Re: [linux-sunxi] [PATCH 2/8] clocksource: sun4i: Add clocksource and sched clock drivers

2013-06-28 Thread Maxime Ripard
Hi Siarhei,

> > > If we can be absolutely sure that nothing else may ever change
> > > the TIMER_CNT64_CTL_REG, then its default value can be probably
> > > cached instead of doing expensive read from the hardware register
> > > each time?
> > 
> > Since it's a free-running counter, its value will always change, so the
> > caching will bring no additions at all, right?
> 
> Sorry, 'caching' was not a very good description for something that is
> already a compile time constant. I mean just replace
> 
> u32 reg = readl(timer_base + TIMER_CNT64_CTL_REG);
> 
> with 
> 
> u32 reg = TIMER_CNT64_CTL_CLR;
> 
> Because we know that the TIMER_CNT64_CTL_REG is already supposed
> to have the default TIMER_CNT64_CTL_CLR value (initialized in the
> 'sun4i_timer_init' function) between calls to 'sun4i_timer_sched_read'.
> Inside of 'sun4i_timer_sched_read' we set an extra TIMER_CNT64_CTL_RL
> bit in this register, but wait until it clears, effectively reverting
> TIMER_CNT64_CTL_REG register back to the default TIMER_CNT64_CTL_CLR
> value.
> 
> Removing this extra HW register read can save roughly a hundred of CPU
> cycles here and provide a ~10% overall improvement for gettimeofday
> (these estimates are based on the earlier benchmarks done with the
> Allwinner 3.4 kernel).
> 
> Or maybe I'm overlooking something?

Ah, I get what you mean now.
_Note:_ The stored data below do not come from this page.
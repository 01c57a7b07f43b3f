//! Integration tests for token-sessions

mod cli_tests {
    use assert_cmd::{cargo::cargo_bin_cmd, Command};
    use predicates::prelude::*;
    use std::path::PathBuf;
    use tempfile::TempDir;

    const SCENARIO: &str = r#"
[[step]]
op = "open"
rw = true

[[step]]
op = "open"

[[step]]
op = "close"
handle = 0

[[step]]
op = "login"
handle = 1
user = "user"

[[step]]
op = "close"
handle = 1
"#;

    /// Temp dir with a config that keeps the audit log out of the user's state dir
    fn workspace() -> (TempDir, PathBuf) {
        let dir = TempDir::new().unwrap();
        let config = dir.path().join("config.toml");
        std::fs::write(
            &config,
            "[general]\naudit_log = false\n\n[token]\nlabel = \"it-token\"\nmax_sessions = 8\n",
        )
        .unwrap();
        (dir, config)
    }

    fn token_sessions(config: &PathBuf) -> Command {
        let mut cmd = cargo_bin_cmd!("token-sessions");
        cmd.arg("--config").arg(config);
        cmd
    }

    #[test]
    fn help_displays() {
        cargo_bin_cmd!("token-sessions")
            .arg("--help")
            .assert()
            .success()
            .stdout(predicate::str::contains("Session registry"));
    }

    #[test]
    fn version_displays() {
        cargo_bin_cmd!("token-sessions")
            .arg("--version")
            .assert()
            .success()
            .stdout(predicate::str::contains("token-sessions"));
    }

    #[test]
    fn config_path() {
        let (_dir, config) = workspace();
        token_sessions(&config)
            .args(["config", "path"])
            .assert()
            .success()
            .stdout(predicate::str::contains("config.toml"));
    }

    #[test]
    fn config_show() {
        let (_dir, config) = workspace();
        token_sessions(&config)
            .args(["config", "show"])
            .assert()
            .success()
            .stdout(predicate::str::contains("[token]"))
            .stdout(predicate::str::contains("it-token"));
    }

    #[test]
    fn config_init_does_not_overwrite() {
        let (_dir, config) = workspace();
        token_sessions(&config)
            .args(["config", "init"])
            .assert()
            .success()
            .stdout(predicate::str::contains("already exists"));
    }

    #[test]
    fn invalid_config_fails() {
        let dir = TempDir::new().unwrap();
        let config = dir.path().join("config.toml");
        std::fs::write(&config, "[token]\nmax_sessions = 0\n").unwrap();

        token_sessions(&config)
            .args(["config", "show"])
            .assert()
            .failure()
            .stderr(predicate::str::contains("Invalid configuration"));
    }

    #[test]
    fn config_init_force_repairs_invalid_config() {
        let dir = TempDir::new().unwrap();
        let config = dir.path().join("config.toml");
        std::fs::write(&config, "[token]\nmax_sessions = 0\n").unwrap();

        token_sessions(&config)
            .args(["config", "path"])
            .assert()
            .success()
            .stdout(predicate::str::contains("config.toml"));

        token_sessions(&config)
            .args(["config", "init", "--force"])
            .assert()
            .success()
            .stdout(predicate::str::contains("Configuration initialized"));

        token_sessions(&config)
            .args(["config", "show"])
            .assert()
            .success()
            .stdout(predicate::str::contains("max_sessions = 1024"));
    }

    #[test]
    fn run_scenario_table() {
        let (dir, config) = workspace();
        let scenario = dir.path().join("scenario.toml");
        std::fs::write(&scenario, SCENARIO).unwrap();

        token_sessions(&config)
            .arg("run")
            .arg(&scenario)
            .assert()
            .success()
            .stdout(predicate::str::contains("it-token"))
            .stdout(predicate::str::contains("5 step(s), 0 failed"));
    }

    #[test]
    fn run_scenario_json() {
        let (dir, config) = workspace();
        let scenario = dir.path().join("scenario.toml");
        std::fs::write(&scenario, SCENARIO).unwrap();

        let output = token_sessions(&config)
            .arg("run")
            .arg(&scenario)
            .args(["--format", "json"])
            .output()
            .unwrap();
        assert!(output.status.success());

        let reports: serde_json::Value = serde_json::from_slice(&output.stdout).unwrap();
        let reports = reports.as_array().unwrap();
        assert_eq!(reports.len(), 5);
        assert_eq!(reports[0]["rv"], 0);
        assert_eq!(reports[0]["ck_state"], 2);
        assert_eq!(reports[1]["counts"]["rw"], 1);
        assert_eq!(reports[3]["login"]["user"], "user");
        assert_eq!(reports[4]["counts"]["all"], 0);
        assert!(reports[4]["login"]["user"].is_null());
    }

    #[test]
    fn run_fail_fast_reports_error() {
        let (dir, config) = workspace();
        let scenario = dir.path().join("scenario.toml");
        std::fs::write(&scenario, "[[step]]\nop = \"logout\"\nhandle = 3\n").unwrap();

        token_sessions(&config)
            .arg("run")
            .arg(&scenario)
            .arg("--fail-fast")
            .assert()
            .failure()
            .stdout(predicate::str::contains("Invalid session handle: 3"));
    }

    #[test]
    fn run_missing_scenario() {
        let (dir, config) = workspace();
        token_sessions(&config)
            .arg("run")
            .arg(dir.path().join("missing.toml"))
            .assert()
            .failure()
            .stderr(predicate::str::contains("reading scenario"));
    }

    #[test]
    fn stress_runs() {
        let (_dir, config) = workspace();
        token_sessions(&config)
            .args(["stress", "--threads", "4", "--iterations", "200", "--seed", "7"])
            .assert()
            .success()
            .stdout(predicate::str::contains("4 workers"));
    }
}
We don't even need to bother about
TIMER_CNT64_CTL_CLR now, since it's suppose to be cleared once the
counter is reset.

However, I'd very much prefer to take the safer approach for now, and
try to optimise afterwards.

Maxime

-- 
Maxime Ripard, Free Electrons
Embedded Linux, Kernel and Android engineering
http://free-electrons.com


signature.asc
Description: Digital signature


Re: [linux-sunxi] [PATCH 2/8] clocksource: sun4i: Add clocksource and sched clock drivers

2013-06-27 Thread Siarhei Siamashka
On Thu, 27 Jun 2013 19:02:28 +0200
Maxime Ripard  wrote:

> Hi Siarhei,
> 
> On Thu, Jun 27, 2013 at 01:17:29PM +0300, Siarhei Siamashka wrote:
> > On Wed, 26 Jun 2013 23:16:55 +0200
> > Maxime Ripard  wrote:
> > 
> > > The A10 and the A13 has a 64 bits free running counter that we can use
> > > as a clocksource and a sched clock, that were both not used yet on these
> > > platforms.
> > > 
> > > Signed-off-by: Maxime Ripard 
> > > ---
> > >  drivers/clocksource/sun4i_timer.c | 27 +++
> > >  1 file changed, 27 insertions(+)
> > > 
> > > diff --git a/drivers/clocksource/sun4i_timer.c 
> > > b/drivers/clocksource/sun4i_timer.c
> > > index bdf34d9..1d2eaa0 100644
> > > --- a/drivers/clocksource/sun4i_timer.c
> > > +++ b/drivers/clocksource/sun4i_timer.c
> > > @@ -23,6 +23,8 @@
> > >  #include 
> > >  #include 
> > >  
> > > +#include 
> > > +
> > >  #define TIMER_IRQ_EN_REG 0x00
> > >  #define TIMER_IRQ_EN(val)BIT(val)
> > >  #define TIMER_IRQ_ST_REG 0x04
> > > @@ -34,6 +36,11 @@
> > >  #define TIMER_CNTVAL_REG(val)(0x10 * val + 0x18)
> > >  
> > >  #define TIMER_SCAL   16
> > > +#define TIMER_CNT64_CTL_REG  0xa0
> > > +#define TIMER_CNT64_CTL_CLR  BIT(0)
> > > +#define TIMER_CNT64_CTL_RL   BIT(1)
> > > +#define TIMER_CNT64_LOW_REG  0xa4
> > > +#define TIMER_CNT64_HIGH_REG 0xa8
> > >  
> > >  static void __iomem *timer_base;
> > >  
> > > @@ -96,6 +103,20 @@ static struct irqaction sun4i_timer_irq = {
> > >   .dev_id = &sun4i_clockevent,
> > >  };
> > >  
> > > +static u32 sun4i_timer_sched_read(void)
> > > +{
> > > + u32 reg = readl(timer_base + TIMER_CNT64_CTL_REG);
> > 
> > If we can be absolutely sure that nothing else may ever change
> > the TIMER_CNT64_CTL_REG, then its default value can be probably
> > cached instead of doing expensive read from the hardware register
> > each time?
> 
> Since it's a free-running counter, its value will always change, so the
> caching will bring no additions at all, right?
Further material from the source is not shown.